_Records from a data collection_:
_ _ _

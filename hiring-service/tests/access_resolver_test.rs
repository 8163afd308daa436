//! Access resolution behaviour against the in-memory store.

mod common;

use common::AccessFixture;
use hiring_service::services::{AccessError, AccessResolver, Grant};
use serde_json::json;
use uuid::Uuid;

fn resolver(fixture: &AccessFixture) -> AccessResolver {
    AccessResolver::new(fixture.store.clone())
}

#[tokio::test]
async fn owner_is_granted_regardless_of_requirements() {
    let fixture = AccessFixture::new();

    let ctx = resolver(&fixture)
        .resolve_access(fixture.owner, fixture.company, &["manage_team"])
        .await
        .unwrap();

    assert_eq!(ctx.company_id, fixture.company);
    assert_eq!(ctx.grant, Grant::Owner);
    assert_eq!(ctx.role(), "owner");
    assert!(ctx.permissions().is_none());
}

#[tokio::test]
async fn member_with_permission_is_granted_with_their_role() {
    let fixture = AccessFixture::new();

    let ctx = resolver(&fixture)
        .resolve_access(fixture.recruiter, fixture.company, &["manage_jobs"])
        .await
        .unwrap();

    assert!(!ctx.is_owner());
    assert_eq!(ctx.role(), "recruiter");
    let permissions = ctx.permissions().unwrap();
    assert!(permissions.allows("manage_jobs"));
    assert!(!permissions.allows("manage_team"));
}

#[tokio::test]
async fn explicit_false_permission_is_insufficient() {
    let fixture = AccessFixture::new();

    let err = resolver(&fixture)
        .resolve_access(fixture.recruiter, fixture.company, &["manage_team"])
        .await
        .unwrap_err();

    match err {
        AccessError::InsufficientPermissions { required } => {
            assert_eq!(required, vec!["manage_team".to_string()]);
        }
        other => panic!("expected InsufficientPermissions, got {other:?}"),
    }
}

#[tokio::test]
async fn unrelated_user_is_not_a_member_even_with_no_requirements() {
    let fixture = AccessFixture::new();

    let err = resolver(&fixture)
        .resolve_access(fixture.stranger, fixture.company, &[])
        .await
        .unwrap_err();

    assert!(matches!(err, AccessError::NotAMember));
}

#[tokio::test]
async fn unknown_company_is_indistinguishable_from_non_membership() {
    let fixture = AccessFixture::new();

    let err = resolver(&fixture)
        .resolve_access(fixture.owner, Uuid::new_v4(), &[])
        .await
        .unwrap_err();

    assert!(matches!(err, AccessError::NotAMember));
}

#[tokio::test]
async fn empty_requirement_admits_any_active_member() {
    let fixture = AccessFixture::new();
    let viewer = Uuid::new_v4();
    fixture
        .store
        .add_membership(fixture.company, viewer, "viewer", json!({}), true);

    let ctx = resolver(&fixture)
        .resolve_access(viewer, fixture.company, &[])
        .await
        .unwrap();

    assert_eq!(ctx.role(), "viewer");
    assert!(ctx.permissions().unwrap().is_empty());
}

#[tokio::test]
async fn inactive_member_is_not_a_member() {
    let fixture = AccessFixture::new();
    let former = Uuid::new_v4();
    fixture.store.add_membership(
        fixture.company,
        former,
        "recruiter",
        json!({"manage_jobs": true}),
        false,
    );

    let err = resolver(&fixture)
        .resolve_access(former, fixture.company, &[])
        .await
        .unwrap_err();

    assert!(matches!(err, AccessError::NotAMember));
}

#[tokio::test]
async fn every_required_permission_must_be_granted() {
    let fixture = AccessFixture::new();

    let err = resolver(&fixture)
        .resolve_access(
            fixture.recruiter,
            fixture.company,
            &["manage_jobs", "view_candidates"],
        )
        .await
        .unwrap_err();

    match err {
        AccessError::InsufficientPermissions { required } => {
            assert_eq!(required, vec!["manage_jobs", "view_candidates"]);
        }
        other => panic!("expected InsufficientPermissions, got {other:?}"),
    }
}

#[tokio::test]
async fn non_boolean_values_never_grant() {
    let fixture = AccessFixture::new();
    let user = Uuid::new_v4();
    fixture.store.add_membership(
        fixture.company,
        user,
        "hr",
        json!({"manage_jobs": 1, "view_dashboard": "yes", "manage_team": null}),
        true,
    );
    let resolver = resolver(&fixture);

    for permission in ["manage_jobs", "view_dashboard", "manage_team"] {
        let err = resolver
            .resolve_access(user, fixture.company, &[permission])
            .await
            .unwrap_err();
        assert!(
            matches!(err, AccessError::InsufficientPermissions { .. }),
            "{permission} should not be granted"
        );
    }
}

#[tokio::test]
async fn malformed_permission_document_grants_nothing() {
    let fixture = AccessFixture::new();
    let user = Uuid::new_v4();
    fixture.store.add_membership(
        fixture.company,
        user,
        "hr",
        json!(["manage_jobs"]),
        true,
    );

    let resolver = resolver(&fixture);
    let ctx = resolver.resolve_access(user, fixture.company, &[]).await.unwrap();
    assert!(ctx.permissions().unwrap().is_empty());

    let err = resolver
        .resolve_access(user, fixture.company, &["manage_jobs"])
        .await
        .unwrap_err();
    assert!(matches!(err, AccessError::InsufficientPermissions { .. }));
}

#[tokio::test]
async fn owner_skips_the_membership_lookup() {
    let fixture = AccessFixture::new();
    let resolver = resolver(&fixture);

    resolver
        .resolve_access(fixture.owner, fixture.company, &[])
        .await
        .unwrap();
    assert_eq!(fixture.store.ownership_lookups(), 1);
    assert_eq!(fixture.store.membership_lookups(), 0);

    resolver
        .resolve_access(fixture.recruiter, fixture.company, &[])
        .await
        .unwrap();
    assert_eq!(fixture.store.ownership_lookups(), 2);
    assert_eq!(fixture.store.membership_lookups(), 1);
}

#[tokio::test]
async fn repeated_resolution_is_stable() {
    let fixture = AccessFixture::new();
    let resolver = resolver(&fixture);

    let first = resolver
        .resolve_access(fixture.recruiter, fixture.company, &["manage_jobs"])
        .await
        .unwrap();
    let second = resolver
        .resolve_access(fixture.recruiter, fixture.company, &["manage_jobs"])
        .await
        .unwrap();

    assert_eq!(first, second);
    // Nothing is cached between calls
    assert_eq!(fixture.store.membership_lookups(), 2);
}

#[tokio::test]
async fn revoking_a_member_takes_effect_on_the_next_call() {
    let fixture = AccessFixture::new();
    let resolver = resolver(&fixture);

    resolver
        .resolve_access(fixture.recruiter, fixture.company, &["manage_jobs"])
        .await
        .unwrap();

    fixture.store.add_membership(
        fixture.company,
        fixture.recruiter,
        "recruiter",
        json!({"manage_jobs": true}),
        false,
    );

    let err = resolver
        .resolve_access(fixture.recruiter, fixture.company, &["manage_jobs"])
        .await
        .unwrap_err();
    assert!(matches!(err, AccessError::NotAMember));
}

#[tokio::test]
async fn store_outage_surfaces_as_unavailable() {
    let fixture = AccessFixture::new();
    fixture.store.set_unavailable(true);
    let resolver = resolver(&fixture);

    for caller in [fixture.owner, fixture.recruiter, fixture.stranger] {
        let err = resolver
            .resolve_access(caller, fixture.company, &[])
            .await
            .unwrap_err();
        assert!(matches!(err, AccessError::Unavailable(_)));
    }

    assert!(matches!(
        resolver.resolve_ownership(fixture.owner, fixture.company).await,
        Err(AccessError::Unavailable(_))
    ));
}

#[tokio::test]
async fn ownership_is_exact() {
    let fixture = AccessFixture::new();
    let resolver = resolver(&fixture);

    assert!(resolver
        .resolve_ownership(fixture.owner, fixture.company)
        .await
        .unwrap());
    assert!(!resolver
        .resolve_ownership(fixture.recruiter, fixture.company)
        .await
        .unwrap());
    assert!(!resolver
        .resolve_ownership(fixture.owner, Uuid::new_v4())
        .await
        .unwrap());
    assert_eq!(fixture.store.membership_lookups(), 0);
}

_ _ _

_Exercise details_:
All of the records above are to be set down again exactly.

_Written answer_:
filename hiring-service/tests/access_resolver_test.rs
repository 8163afd308daa436
//! Access resolution behaviour against the in-memory store.

mod common;

use common::AccessFixture;
use hiring_service::services::{AccessError, AccessResolver, Grant};
use serde_json::json;
use uuid::Uuid;

fn resolver(fixture: &AccessFixture) -> AccessResolver {
    AccessResolver::new(fixture.store.clone())
}

#[tokio::test]
async fn owner_is_granted_regardless_of_requirements() {
    let fixture = AccessFixture::new();

    let ctx = resolver(&fixture)
        .resolve_access(fixture.owner, fixture.company, &["manage_team"])
        .await
        .unwrap();

    assert_eq!(ctx.company_id, fixture.company);
    assert_eq!(ctx.grant, Grant::Owner);
    assert_eq!(ctx.role(), "owner");
    assert!(ctx.permissions().is_none());
}

#[tokio::test]
async fn member_with_permission_is_granted_with_their_role() {
    let fixture = AccessFixture::new();

    let ctx = resolver(&fixture)
        .resolve_access(fixture.recruiter, fixture.company, &["manage_jobs"])
        .await
        .unwrap();

    assert!(!ctx.is_owner());
    assert_eq!(ctx.role(), "recruiter");
    let permissions = ctx.permissions().unwrap();
    assert!(permissions.allows("manage_jobs"));
    assert!(!permissions.allows("manage_team"));
}

#[tokio::test]
async fn explicit_false_permission_is_insufficient() {
    let fixture = AccessFixture::new();

    let err = resolver(&fixture)
        .resolve_access(fixture.recruiter, fixture.company, &["manage_team"])
        .await
        .unwrap_err();

    match err {
        AccessError::InsufficientPermissions { required } => {
            assert_eq!(required, vec!["manage_team".to_string()]);
        }
        other => panic!("expected InsufficientPermissions, got {other:?}"),
    }
}

#[tokio::test]
async fn unrelated_user_is_not_a_member_even_with_no_requirements() {
    let fixture = AccessFixture::new();

    let err = resolver(&fixture)
        .resolve_access(fixture.stranger, fixture.company, &[])
        .await
        .unwrap_err();

    assert!(matches!(err, AccessError::NotAMember));
}

#[tokio::test]
async fn unknown_company_is_indistinguishable_from_non_membership() {
    let fixture = AccessFixture::new();

    let err = resolver(&fixture)
        .resolve_access(fixture.owner, Uuid::new_v4(), &[])
        .await
        .unwrap_err();

    assert!(matches!(err, AccessError::NotAMember));
}

#[tokio::test]
async fn empty_requirement_admits_any_active_member() {
    let fixture = AccessFixture::new();
    let viewer = Uuid::new_v4();
    fixture
        .store
        .add_membership(fixture.company, viewer, "viewer", json!({}), true);

    let ctx = resolver(&fixture)
        .resolve_access(viewer, fixture.company, &[])
        .await
        .unwrap();

    assert_eq!(ctx.role(), "viewer");
    assert!(ctx.permissions().unwrap().is_empty());
}

#[tokio::test]
async fn inactive_member_is_not_a_member() {
    let fixture = AccessFixture::new();
    let former = Uuid::new_v4();
    fixture.store.add_membership(
        fixture.company,
        former,
        "recruiter",
        json!({"manage_jobs": true}),
        false,
    );

    let err = resolver(&fixture)
        .resolve_access(former, fixture.company, &[])
        .await
        .unwrap_err();

    assert!(matches!(err, AccessError::NotAMember));
}

#[tokio::test]
async fn every_required_permission_must_be_granted() {
    let fixture = AccessFixture::new();

    let err = resolver(&fixture)
        .resolve_access(
            fixture.recruiter,
            fixture.company,
            &["manage_jobs", "view_candidates"],
        )
        .await
        .unwrap_err();

    match err {
        AccessError::InsufficientPermissions { required } => {
            assert_eq!(required, vec!["manage_jobs", "view_candidates"]);
        }
        other => panic!("expected InsufficientPermissions, got {other:?}"),
    }
}

#[tokio::test]
async fn non_boolean_values_never_grant() {
    let fixture = AccessFixture::new();
    let user = Uuid::new_v4();
    fixture.store.add_membership(
        fixture.company,
        user,
        "hr",
        json!({"manage_jobs": 1, "view_dashboard": "yes", "manage_team": null}),
        true,
    );
    let resolver = resolver(&fixture);

    for permission in ["manage_jobs", "view_dashboard", "manage_team"] {
        let err = resolver
            .resolve_access(user, fixture.company, &[permission])
            .await
            .unwrap_err();
        assert!(
            matches!(err, AccessError::InsufficientPermissions { .. }),
            "{permission} should not be granted"
        );
    }
}

#[tokio::test]
async fn malformed_permission_document_grants_nothing() {
    let fixture = AccessFixture::new();
    let user = Uuid::new_v4();
    fixture.store.add_membership(
        fixture.company,
        user,
        "hr",
        json!(["manage_jobs"]),
        true,
    );

    let resolver = resolver(&fixture);
    let ctx = resolver.resolve_access(user, fixture.company, &[]).await.unwrap();
    assert!(ctx.permissions().unwrap().is_empty());

    let err = resolver
        .resolve_access(user, fixture.company, &["manage_jobs"])
        .await
        .unwrap_err();
    assert!(matches!(err, AccessError::InsufficientPermissions { .. }));
}

#[tokio::test]
async fn owner_skips_the_membership_lookup() {
    let fixture = AccessFixture::new();
    let resolver = resolver(&fixture);

    resolver
        .resolve_access(fixture.owner, fixture.company, &[])
        .await
        .unwrap();
    assert_eq!(fixture.store.ownership_lookups(), 1);
    assert_eq!(fixture.store.membership_lookups(), 0);

    resolver
        .resolve_access(fixture.recruiter, fixture.company, &[])
        .await
        .unwrap();
    assert_eq!(fixture.store.ownership_lookups(), 2);
    assert_eq!(fixture.store.membership_lookups(), 1);
}

#[tokio::test]
async fn repeated_resolution_is_stable() {
    let fixture = AccessFixture::new();
    let resolver = resolver(&fixture);

    let first = resolver
        .resolve_access(fixture.recruiter, fixture.company, &["manage_jobs"])
        .await
        .unwrap();
    let second = resolver
        .resolve_access(fixture.recruiter, fixture.company, &["manage_jobs"])
        .await
        .unwrap();

    assert_eq!(first, second);
    // Nothing is cached between calls
    assert_eq!(fixture.store.membership_lookups(), 2);
}

#[tokio::test]
async fn revoking_a_member_takes_effect_on_the_next_call() {
    let fixture = AccessFixture::new();
    let resolver = resolver(&fixture);

    resolver
        .resolve_access(fixture.recruiter, fixture.company, &["manage_jobs"])
        .await
        .unwrap();

    fixture.store.add_membership(
        fixture.company,
        fixture.recruiter,
        "recruiter",
        json!({"manage_jobs": true}),
        false,
    );

    let err = resolver
        .resolve_access(fixture.recruiter, fixture.company, &["manage_jobs"])
        .await
        .unwrap_err();
    assert!(matches!(err, AccessError::NotAMember));
}

#[tokio::test]
async fn store_outage_surfaces_as_unavailable() {
    let fixture = AccessFixture::new();
    fixture.store.set_unavailable(true);
    let resolver = resolver(&fixture);

    for caller in [fixture.owner, fixture.recruiter, fixture.stranger] {
        let err = resolver
            .resolve_access(caller, fixture.company, &[])
            .await
            .unwrap_err();
        assert!(matches!(err, AccessError::Unavailable(_)));
    }

    assert!(matches!(
        resolver.resolve_ownership(fixture.owner, fixture.company).await,
        Err(AccessError::Unavailable(_))
    ));
}

#[tokio::test]
async fn ownership_is_exact() {
    let fixture = AccessFixture::new();
    let resolver = resolver(&fixture);

    assert!(resolver
        .resolve_ownership(fixture.owner, fixture.company)
        .await
        .unwrap());
    assert!(!resolver
        .resolve_ownership(fixture.recruiter, fixture.company)
        .await
        .unwrap());
    assert!(!resolver
        .resolve_ownership(fixture.owner, Uuid::new_v4())
        .await
        .unwrap());
    assert_eq!(fixture.store.membership_lookups(), 0);
}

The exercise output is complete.